According to South Dakota’s local ABC affiliate KSFY:

“Brian Walsh with the Department of Environment and Natural Resources tells KSFY News they were alerted to the leak at 10:30 a.m. Thursday morning by TransCanada...The pipeline has been shut off and the leak has been covered. An emergency response plan has been activated to get more staff and contractors to the site for clean up.
Walsh also says that no oil has entered the state’s waterways. (Water contamination was a major concern to protesters who camped out at Dakota Access/Keystone XL Pipeline construction sites last winter in the brutal cold, leading to what’s now known as the Standing Rock Movement, which was led by the Standing Rock Sioux and Indigenous Environmental Network.) However, the leak—with a clean-up estimated to take “some time,” according to Walsh—has damaged large portions of agricultural land throughout Marshall County.

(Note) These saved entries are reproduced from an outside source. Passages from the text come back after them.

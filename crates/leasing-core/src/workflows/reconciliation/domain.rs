use std::collections::BTreeMap;
use std::sync::atomic::{AtomicU64, Ordering};

use chrono::{DateTime, Utc};
use serde::{Deserialize, Serialize};

use crate::workflows::inventory::{
    DealerId, Listing, ListingId, Offer, Transmission, VariantSpecs,
};

static CHANGE_SEQUENCE: AtomicU64 = AtomicU64::new(1);
static SESSION_SEQUENCE: AtomicU64 = AtomicU64::new(1);
static LISTING_SEQUENCE: AtomicU64 = AtomicU64::new(1);

pub(crate) fn next_change_id() -> ChangeId {
    let id = CHANGE_SEQUENCE.fetch_add(1, Ordering::Relaxed);
    ChangeId(format!("chg-{id:06}"))
}

pub(crate) fn next_session_id() -> SessionId {
    let id = SESSION_SEQUENCE.fetch_add(1, Ordering::Relaxed);
    SessionId(format!("ses-{id:06}"))
}

pub(crate) fn next_listing_id() -> ListingId {
    let id = LISTING_SEQUENCE.fetch_add(1, Ordering::Relaxed);
    ListingId(format!("lst-new-{id:06}"))
}

#[derive(Debug, Clone, PartialEq, Eq, Hash, PartialOrd, Ord, Serialize, Deserialize)]
pub struct ChangeId(pub String);

#[derive(Debug, Clone, PartialEq, Eq, Hash, PartialOrd, Ord, Serialize, Deserialize)]
pub struct SessionId(pub String);

/// Where the variant string of an extracted record came from.
#[derive(Debug, Clone, Copy, PartialEq, Eq, Serialize, Deserialize)]
#[serde(rename_all = "snake_case")]
pub enum VariantSource {
    Existing,
    ReferenceMatched,
    Inferred,
}

/// A validated record from one AI extraction batch. Same shape as a listing, not yet persisted.
#[derive(Debug, Clone, PartialEq, Serialize, Deserialize)]
pub struct ExtractedVehicle {
    pub make: String,
    pub model: String,
    pub variant: String,
    pub horsepower: Option<u32>,
    pub transmission: Option<Transmission>,
    pub fuel_type: Option<String>,
    pub retail_price: Option<u32>,
    pub offers: Vec<Offer>,
    pub variant_source: VariantSource,
    pub confidence: f32,
}

impl ExtractedVehicle {
    /// Snapshot of a stored listing, used for DELETE records and no-op comparisons.
    pub fn from_listing(listing: &Listing) -> Self {
        Self {
            make: listing.make.clone(),
            model: listing.model.clone(),
            variant: listing.variant.clone(),
            horsepower: listing.horsepower,
            transmission: listing.transmission,
            fuel_type: listing.fuel_type.clone(),
            retail_price: listing.retail_price,
            offers: listing.offers.clone(),
            variant_source: VariantSource::Existing,
            confidence: 1.0,
        }
    }

    pub fn to_listing(&self, id: ListingId, dealer_id: DealerId) -> Listing {
        Listing {
            id,
            dealer_id,
            make: self.make.clone(),
            model: self.model.clone(),
            variant: self.variant.clone(),
            horsepower: self.horsepower,
            transmission: self.transmission,
            fuel_type: self.fuel_type.clone(),
            retail_price: self.retail_price,
            offers: self.offers.clone(),
        }
    }

    pub fn specs(&self) -> VariantSpecs {
        VariantSpecs::parse(&self.variant)
    }

    pub fn effective_horsepower(&self) -> Option<u32> {
        self.horsepower.or_else(|| self.specs().horsepower)
    }

    pub fn effective_transmission(&self) -> Option<Transmission> {
        self.transmission.or_else(|| self.specs().transmission)
    }
}

#[derive(Debug, Clone, Copy, PartialEq, Eq, Hash, Serialize, Deserialize)]
#[serde(rename_all = "lowercase")]
pub enum ChangeType {
    Create,
    Update,
    Delete,
}

impl ChangeType {
    pub const fn label(self) -> &'static str {
        match self {
            ChangeType::Create => "create",
            ChangeType::Update => "update",
            ChangeType::Delete => "delete",
        }
    }
}

/// Review/apply state of a change record.
///
/// `pending` moves to `applied`, `rejected` (apply failed) or `discarded`. The only way back is an
/// explicit reset of a `rejected` record to `pending`.
#[derive(Debug, Clone, Copy, PartialEq, Eq, Hash, Serialize, Deserialize)]
#[serde(rename_all = "snake_case")]
pub enum ChangeStatus {
    Pending,
    Applied,
    Rejected,
    Discarded,
}

impl ChangeStatus {
    pub const fn label(self) -> &'static str {
        match self {
            ChangeStatus::Pending => "pending",
            ChangeStatus::Applied => "applied",
            ChangeStatus::Rejected => "rejected",
            ChangeStatus::Discarded => "discarded",
        }
    }

    pub const fn can_transition_to(self, next: ChangeStatus) -> bool {
        matches!(
            (self, next),
            (ChangeStatus::Pending, ChangeStatus::Applied)
                | (ChangeStatus::Pending, ChangeStatus::Rejected)
                | (ChangeStatus::Pending, ChangeStatus::Discarded)
                | (ChangeStatus::Rejected, ChangeStatus::Pending)
        )
    }
}

/// How an extracted record was paired with an existing listing.
#[derive(Debug, Clone, Copy, PartialEq, Eq, Serialize, Deserialize)]
#[serde(rename_all = "snake_case")]
pub enum MatchMethod {
    Exact,
    Composite,
    Algorithmic,
    None,
}

/// Listing columns an UPDATE can touch.
#[derive(Debug, Clone, Copy, PartialEq, Eq, PartialOrd, Ord, Hash, Serialize, Deserialize)]
#[serde(rename_all = "snake_case")]
pub enum ListingField {
    Variant,
    Horsepower,
    Transmission,
    FuelType,
    RetailPrice,
    Offers,
}

impl ListingField {
    pub const fn label(self) -> &'static str {
        match self {
            ListingField::Variant => "variant",
            ListingField::Horsepower => "horsepower",
            ListingField::Transmission => "transmission",
            ListingField::FuelType => "fuel_type",
            ListingField::RetailPrice => "retail_price",
            ListingField::Offers => "offers",
        }
    }
}

#[derive(Debug, Clone, PartialEq, Serialize, Deserialize)]
#[serde(untagged)]
pub enum FieldValue {
    Missing,
    Number(u32),
    Text(String),
    Offers(Vec<Offer>),
}

#[derive(Debug, Clone, PartialEq, Serialize, Deserialize)]
pub struct FieldDiff {
    pub old: FieldValue,
    pub new: FieldValue,
}

/// One proposed CREATE/UPDATE/DELETE awaiting review, or its applied/rejected history.
#[derive(Debug, Clone, PartialEq, Serialize, Deserialize)]
pub struct ChangeRecord {
    pub id: ChangeId,
    pub session_id: SessionId,
    pub change_type: ChangeType,
    pub target_listing_id: Option<ListingId>,
    pub extracted_data: ExtractedVehicle,
    #[serde(default)]
    pub field_diffs: BTreeMap<ListingField, FieldDiff>,
    pub confidence_score: f32,
    pub match_method: MatchMethod,
    pub status: ChangeStatus,
    pub created_at: DateTime<Utc>,
    pub reviewed_at: Option<DateTime<Utc>>,
    pub applied_by: Option<String>,
    pub last_error: Option<String>,
}

#[derive(Debug, Clone, Copy, Default, PartialEq, Eq, Serialize, Deserialize)]
pub struct ChangeCounts {
    pub created: usize,
    pub updated: usize,
    pub deleted: usize,
}

impl ChangeCounts {
    pub fn record(&mut self, change_type: ChangeType) {
        match change_type {
            ChangeType::Create => self.created += 1,
            ChangeType::Update => self.updated += 1,
            ChangeType::Delete => self.deleted += 1,
        }
    }

    pub fn total(&self) -> usize {
        self.created + self.updated + self.deleted
    }

    pub fn tally<'a>(records: impl IntoIterator<Item = &'a ChangeRecord>) -> Self {
        let mut counts = Self::default();
        for record in records {
            counts.record(record.change_type);
        }
        counts
    }
}

#[derive(Debug, Clone, Copy, PartialEq, Eq, Serialize, Deserialize)]
#[serde(rename_all = "snake_case")]
pub enum SessionStatus {
    Staged,
    Completed,
    PartiallyApplied,
}

impl SessionStatus {
    pub const fn label(self) -> &'static str {
        match self {
            SessionStatus::Staged => "staged",
            SessionStatus::Completed => "completed",
            SessionStatus::PartiallyApplied => "partially_applied",
        }
    }
}

/// Groups the change records produced from one dealer PDF run.
#[derive(Debug, Clone, PartialEq, Serialize, Deserialize)]
pub struct ExtractionSession {
    pub id: SessionId,
    pub dealer_id: DealerId,
    pub status: SessionStatus,
    pub staged: ChangeCounts,
    pub applied: ChangeCounts,
    pub intake_rejections: usize,
    pub created_at: DateTime<Utc>,
    pub completed_at: Option<DateTime<Utc>>,
    pub applied_by: Option<String>,
}
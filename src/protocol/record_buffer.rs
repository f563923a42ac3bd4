//! Record buffer for accumulating partial reads.
//!
//! Uses `bytes::BytesMut` for zero-copy buffer management.
//! Implements a state machine for handling fragmented records:
//! - `WaitingForLength`: Need the 4-byte length prefix
//! - `WaitingForBody`: Prefix validated, need N more body bytes
//!
//! The prefix is validated as soon as it arrives, so an oversized or zero
//! length is rejected without waiting for (or buffering) the body it claims.
//!
//! # Example
//!
//! ```
//! use canbus_ipc::CanFrame;
//! use canbus_ipc::protocol::{encode_record, RecordBuffer};
//!
//! let record = encode_record(&CanFrame::new(0x100, &[1, 2, 3]));
//! let mut buffer = RecordBuffer::new();
//!
//! // Data arrives in chunks from the pipe
//! buffer.extend(&record[..5]);
//! assert!(buffer.next_frame().unwrap().is_none());
//!
//! buffer.extend(&record[5..]);
//! let frame = buffer.next_frame().unwrap().unwrap();
//! assert_eq!(frame.id, 0x100);
//! ```

use bytes::{Buf, BytesMut};

use super::wire_format::{decode_body, validate_record_length, LENGTH_PREFIX_SIZE, MAX_RECORD_LEN};
use crate::error::{BusError, Result};
use crate::frame::CanFrame;

/// State machine for record parsing.
#[derive(Debug, Clone, Copy)]
enum State {
    /// Waiting for the length prefix.
    WaitingForLength,
    /// Prefix parsed, waiting for body bytes.
    WaitingForBody { len: usize },
}

/// Buffer for accumulating incoming bytes and extracting complete frames.
///
/// A decode error is terminal: the stream is considered corrupted and the
/// caller must drop the connection. The buffer never tries to resynchronise.
#[derive(Debug)]
pub struct RecordBuffer {
    /// Accumulated bytes from pipe reads.
    buffer: BytesMut,
    /// Current parsing state.
    state: State,
}

impl RecordBuffer {
    /// Create a new, empty record buffer.
    pub fn new() -> Self {
        Self {
            buffer: BytesMut::with_capacity(4 * MAX_RECORD_LEN),
            state: State::WaitingForLength,
        }
    }

    /// Append raw bytes from the pipe.
    pub fn extend(&mut self, data: &[u8]) {
        self.buffer.extend_from_slice(data);
    }

    /// Try to extract the next frame.
    ///
    /// Returns:
    /// - `Ok(Some(frame))` if a complete record was decoded
    /// - `Ok(None)` if more data is needed
    /// - `Err(...)` on a protocol violation
    pub fn next_frame(&mut self) -> Result<Option<CanFrame>> {
        loop {
            match self.state {
                State::WaitingForLength => {
                    if self.buffer.len() < LENGTH_PREFIX_SIZE {
                        return Ok(None);
                    }
                    let len = validate_record_length(self.buffer.get_u32_le())?;
                    self.state = State::WaitingForBody { len };
                }

                State::WaitingForBody { len } => {
                    if self.buffer.len() < len {
                        return Ok(None);
                    }
                    let body = self.buffer.split_to(len).freeze();
                    self.state = State::WaitingForLength;
                    return decode_body(body).map(Some);
                }
            }
        }
    }

    /// Signal end of stream.
    ///
    /// Returns `EndOfStream` if a partial record is still buffered.
    pub fn finish(&self) -> Result<()> {
        match self.state {
            State::WaitingForLength if self.buffer.is_empty() => Ok(()),
            State::WaitingForLength => Err(BusError::EndOfStream {
                expected: LENGTH_PREFIX_SIZE,
                received: self.buffer.len(),
            }),
            State::WaitingForBody { len } => Err(BusError::EndOfStream {
                expected: len,
                received: self.buffer.len(),
            }),
        }
    }

    /// Get the number of buffered bytes.
    pub fn len(&self) -> usize {
        self.buffer.len()
    }

    /// Check if the buffer is empty.
    pub fn is_empty(&self) -> bool {
        self.buffer.is_empty()
    }

    #[cfg(test)]
    fn state_name(&self) -> &'static str {
        match self.state {
            State::WaitingForLength => "WaitingForLength",
            State::WaitingForBody { .. } => "WaitingForBody",
        }
    }
}

impl Default for RecordBuffer {
    fn default() -> Self {
        Self::new()
    }
}
//! Transport module - pipe handling and the two role engines.
//!
//! Provides abstraction over:
//! - Unix Domain Sockets (Linux/macOS)
//! - Named Pipes (Windows)
//!
//! On top of the pipe layer sit the server engine (accept loop plus
//! live-connection set) and the client engine (connect supervision), both
//! sharing one state core and one writer task per connection.

mod core;
mod dialer;
mod listener;
mod pipe;
mod writer;

pub use self::core::{FailureHook, LinkState};
pub use pipe::{channel_path, PipeListener, PipeStream, MAX_SOCKET_PATH, SOCKET_PREFIX};
pub use writer::{spawn_writer_task, WriterHandle};

pub(crate) use self::core::BusCore;
pub(crate) use dialer::Dialer;
pub(crate) use listener::Listener;
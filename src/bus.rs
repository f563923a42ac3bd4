//! Bus abstraction shared by every transport.
//!
//! Hosts depend on [`CanBus`] only: query the link, subscribe to connection
//! changes and inbound frames, send frames. Each subscription is an
//! independent `tokio::sync::broadcast` receiver, so every subscriber sees
//! every notification. A receiver that falls more than the channel capacity
//! behind gets `RecvError::Lagged` and skips ahead.

use std::sync::Arc;

use tokio::sync::broadcast;

use crate::config::DEFAULT_EVENT_CAPACITY;
use crate::frame::CanFrame;

/// Capability set a host application needs from a CAN transport.
pub trait CanBus: Send + Sync {
    /// Whether the transport currently has a live link.
    fn is_connected(&self) -> bool;

    /// Subscribe to connection-state changes (`true` = connected).
    fn subscribe_connection(&self) -> broadcast::Receiver<bool>;

    /// Subscribe to inbound frames.
    fn subscribe_frames(&self) -> broadcast::Receiver<CanFrame>;

    /// Send a frame. Fire-and-forget: no acknowledgement, no error.
    fn send(&self, frame: &CanFrame);
}

impl<B: CanBus + ?Sized> CanBus for Arc<B> {
    fn is_connected(&self) -> bool {
        (**self).is_connected()
    }

    fn subscribe_connection(&self) -> broadcast::Receiver<bool> {
        (**self).subscribe_connection()
    }

    fn subscribe_frames(&self) -> broadcast::Receiver<CanFrame> {
        (**self).subscribe_frames()
    }

    fn send(&self, frame: &CanFrame) {
        (**self).send(frame);
    }
}

/// In-process bus: always connected, every sent frame is delivered back to
/// its own subscribers.
///
/// Useful for running a host without a peer process and for testing hosts.
#[derive(Debug, Clone)]
pub struct LoopbackBus {
    frames: broadcast::Sender<CanFrame>,
    connection: broadcast::Sender<bool>,
}

impl LoopbackBus {
    /// Create a loopback bus with the default subscription capacity.
    pub fn new() -> Self {
        Self::with_capacity(DEFAULT_EVENT_CAPACITY)
    }

    /// Create a loopback bus with a custom subscription capacity.
    pub fn with_capacity(capacity: usize) -> Self {
        let (frames, _) = broadcast::channel(capacity);
        let (connection, _) = broadcast::channel(1);
        Self { frames, connection }
    }
}

impl Default for LoopbackBus {
    fn default() -> Self {
        Self::new()
    }
}

impl CanBus for LoopbackBus {
    fn is_connected(&self) -> bool {
        true
    }

    fn subscribe_connection(&self) -> broadcast::Receiver<bool> {
        self.connection.subscribe()
    }

    fn subscribe_frames(&self) -> broadcast::Receiver<CanFrame> {
        self.frames.subscribe()
    }

    fn send(&self, frame: &CanFrame) {
        tracing::debug!("[loopback] {}", frame);
        // No subscribers is not an error on a bus
        let _ = self.frames.send(frame.clone());
    }
}
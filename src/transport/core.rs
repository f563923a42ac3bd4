//! State shared by the listener and dialer engines.
//!
//! [`BusCore`] owns the subscription senders, the link state, the
//! cancellation token and the failure hook. Both engines hold it behind an
//! `Arc` and run the same per-connection read loop through it.

use std::path::PathBuf;
use std::sync::atomic::{AtomicU8, Ordering};
use std::sync::Arc;
use std::time::Duration;

use tokio::io::{AsyncRead, AsyncReadExt};
use tokio::sync::broadcast;
use tokio::task::JoinHandle;
use tokio_util::sync::CancellationToken;

use crate::config::BusConfig;
use crate::error::{BusError, Result};
use crate::frame::CanFrame;
use crate::protocol::RecordBuffer;

/// Size of each socket read.
const READ_CHUNK_SIZE: usize = 4096;

/// Callback receiving every recovered transport failure.
///
/// The message has the form `canbus {role} channel '{name}' {operation} failed`.
pub type FailureHook = Arc<dyn Fn(&str, &BusError) + Send + Sync>;

/// Link state of an endpoint.
#[derive(Debug, Clone, Copy, PartialEq, Eq, Hash)]
#[repr(u8)]
pub enum LinkState {
    /// No usable connection.
    Disconnected = 0,
    /// Client connect attempt in flight.
    Connecting = 1,
    /// Client connected, or server with at least one peer.
    Connected = 2,
}

impl LinkState {
    fn from_u8(value: u8) -> Self {
        match value {
            1 => LinkState::Connecting,
            2 => LinkState::Connected,
            _ => LinkState::Disconnected,
        }
    }
}

pub(crate) struct BusCore {
    pub(crate) config: BusConfig,
    pub(crate) path: PathBuf,
    pub(crate) token: CancellationToken,
    frames: broadcast::Sender<CanFrame>,
    connection: broadcast::Sender<bool>,
    link: AtomicU8,
    failure_hook: Option<FailureHook>,
}

impl BusCore {
    pub(crate) fn new(config: BusConfig, path: PathBuf, failure_hook: Option<FailureHook>) -> Self {
        let (frames, _) = broadcast::channel(config.event_capacity);
        let (connection, _) = broadcast::channel(config.event_capacity);
        Self {
            config,
            path,
            token: CancellationToken::new(),
            frames,
            connection,
            link: AtomicU8::new(LinkState::Disconnected as u8),
            failure_hook,
        }
    }

    pub(crate) fn subscribe_frames(&self) -> broadcast::Receiver<CanFrame> {
        self.frames.subscribe()
    }

    pub(crate) fn subscribe_connection(&self) -> broadcast::Receiver<bool> {
        self.connection.subscribe()
    }

    pub(crate) fn link_state(&self) -> LinkState {
        LinkState::from_u8(self.link.load(Ordering::Acquire))
    }

    /// Update the link state; notify subscribers when "connected" flips.
    pub(crate) fn set_link_state(&self, state: LinkState) {
        let previous = LinkState::from_u8(self.link.swap(state as u8, Ordering::AcqRel));
        let was_connected = previous == LinkState::Connected;
        let is_connected = state == LinkState::Connected;
        if was_connected != is_connected {
            tracing::info!(
                "canbus {} channel '{}' {}",
                self.config.role,
                self.config.channel,
                if is_connected { "connected" } else { "disconnected" }
            );
            let _ = self.connection.send(is_connected);
        }
    }

    pub(crate) fn publish(&self, frame: CanFrame) {
        tracing::trace!("[{}] rx {}", self.config.channel, frame);
        // No subscribers is not an error on a bus
        let _ = self.frames.send(frame);
    }

    /// Log a recovered failure and hand it to the hook.
    pub(crate) fn report_failure(&self, operation: &str, error: &BusError) {
        let message = format!(
            "canbus {} channel '{}' {} failed",
            self.config.role, self.config.channel, operation
        );
        tracing::warn!("{}: {}", message, error);
        if let Some(hook) = &self.failure_hook {
            hook(&message, error);
        }
    }

    /// Sleep unless cancelled first. Returns `false` when cancelled.
    pub(crate) async fn pause(&self, delay: Duration) -> bool {
        tokio::select! {
            _ = self.token.cancelled() => false,
            _ = tokio::time::sleep(delay) => true,
        }
    }

    /// Decode records from one connection and publish them in arrival order.
    ///
    /// Returns `Ok(())` on a clean close or cancellation; any decode error
    /// ends the loop and the connection with it.
    pub(crate) async fn read_frames<R>(&self, mut reader: R, token: &CancellationToken) -> Result<()>
    where
        R: AsyncRead + Unpin,
    {
        let mut buffer = RecordBuffer::new();
        let mut chunk = vec![0u8; READ_CHUNK_SIZE];

        loop {
            let n = tokio::select! {
                _ = token.cancelled() => return Ok(()),
                read = reader.read(&mut chunk) => read?,
            };
            if n == 0 {
                return buffer.finish();
            }

            buffer.extend(&chunk[..n]);
            while let Some(frame) = buffer.next_frame()? {
                self.publish(frame);
            }
        }
    }

    /// Report the writer task's error, if it ends with one, and end the
    /// connection with it so the read loop tears it down.
    pub(crate) fn watch_writer(
        self: &Arc<Self>,
        task: JoinHandle<Result<()>>,
        connection: CancellationToken,
    ) {
        let core = Arc::clone(self);
        tokio::spawn(async move {
            if let Ok(Err(e)) = task.await {
                core.report_failure("Write", &e);
            }
            connection.cancel();
        });
    }
}
//! Dedicated writer task per connection.
//!
//! Every open connection gets one writer task that owns the write half and
//! drains a bounded mpsc queue of encoded records. Senders only enqueue, so a
//! peer that stops reading fills its own queue and nothing else:
//!
//! ```text
//! send() ─► snapshot ─┬─► WriterHandle ─► queue ─► Writer Task ─► Peer A
//!                     ├─► WriterHandle ─► queue ─► Writer Task ─► Peer B
//!                     └─► WriterHandle ─► queue ─► Writer Task ─► Peer N
//! ```
//!
//! Dropping every [`WriterHandle`] closes the queue; the task flushes what it
//! already took and exits, releasing the write half.

use bytes::{Bytes, BytesMut};
use tokio::io::{AsyncWrite, AsyncWriteExt};
use tokio::sync::mpsc;
use tokio::task::JoinHandle;
use tokio_util::sync::CancellationToken;

use crate::error::{BusError, Result};
use crate::protocol::MAX_ENCODED_RECORD_SIZE;

/// Maximum records coalesced into a single write.
const MAX_BATCH_SIZE: usize = 64;

/// Handle for enqueueing records on one connection.
///
/// Cheap to clone; broadcast snapshots hold clones.
#[derive(Debug, Clone)]
pub struct WriterHandle {
    tx: mpsc::Sender<Bytes>,
}

impl WriterHandle {
    /// Enqueue an encoded record without waiting.
    ///
    /// Fails with `QueueFull` when the peer is not keeping up and with
    /// `ConnectionClosed` once the writer task has exited.
    pub fn try_send(&self, record: Bytes) -> Result<()> {
        self.tx.try_send(record).map_err(|e| match e {
            mpsc::error::TrySendError::Full(_) => BusError::QueueFull,
            mpsc::error::TrySendError::Closed(_) => BusError::ConnectionClosed,
        })
    }

    /// Whether the writer task has exited.
    pub fn is_closed(&self) -> bool {
        self.tx.is_closed()
    }
}

/// Spawn the writer task for a write half.
///
/// The task ends when all handles are dropped, the token is cancelled, or a
/// write fails; the join handle yields the write error, if any.
pub fn spawn_writer_task<W>(
    writer: W,
    capacity: usize,
    token: CancellationToken,
) -> (WriterHandle, JoinHandle<Result<()>>)
where
    W: AsyncWrite + Unpin + Send + 'static,
{
    let (tx, rx) = mpsc::channel(capacity);
    let task = tokio::spawn(writer_loop(rx, writer, token));
    (WriterHandle { tx }, task)
}

/// Main writer loop - receives records and writes them to the pipe.
async fn writer_loop<W>(
    mut rx: mpsc::Receiver<Bytes>,
    mut writer: W,
    token: CancellationToken,
) -> Result<()>
where
    W: AsyncWrite + Unpin,
{
    let mut batch = BytesMut::with_capacity(MAX_BATCH_SIZE * MAX_ENCODED_RECORD_SIZE);

    loop {
        let first = tokio::select! {
            _ = token.cancelled() => return Ok(()),
            record = rx.recv() => match record {
                Some(r) => r,
                // All handles dropped, clean shutdown
                None => return Ok(()),
            },
        };

        batch.clear();
        batch.extend_from_slice(&first);

        // Collect additional ready records (non-blocking)
        let mut count = 1;
        while count < MAX_BATCH_SIZE {
            match rx.try_recv() {
                Ok(record) => {
                    batch.extend_from_slice(&record);
                    count += 1;
                }
                Err(_) => break,
            }
        }

        tokio::select! {
            _ = token.cancelled() => return Ok(()),
            written = write_batch(&mut writer, &batch) => written?,
        }
        tracing::trace!("wrote {} record(s), {} bytes", count, batch.len());
    }
}

async fn write_batch<W>(writer: &mut W, batch: &[u8]) -> Result<()>
where
    W: AsyncWrite + Unpin,
{
    writer.write_all(batch).await?;
    writer.flush().await?;
    Ok(())
}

The Keystone pipeline—shut down following the leak—is owned by TransCanada and funnels oil between Alberta, Canada and Patoka, Illinois or Port Arthur, Texas. The construction of the Keystone XL pipeline, which will add a segment connecting Steele City, Nebraska to Hardisty, Alberta (running through South Dakota and posing the risk of polluting several waterways), was approved in an executive order signed by Donald Trump last January.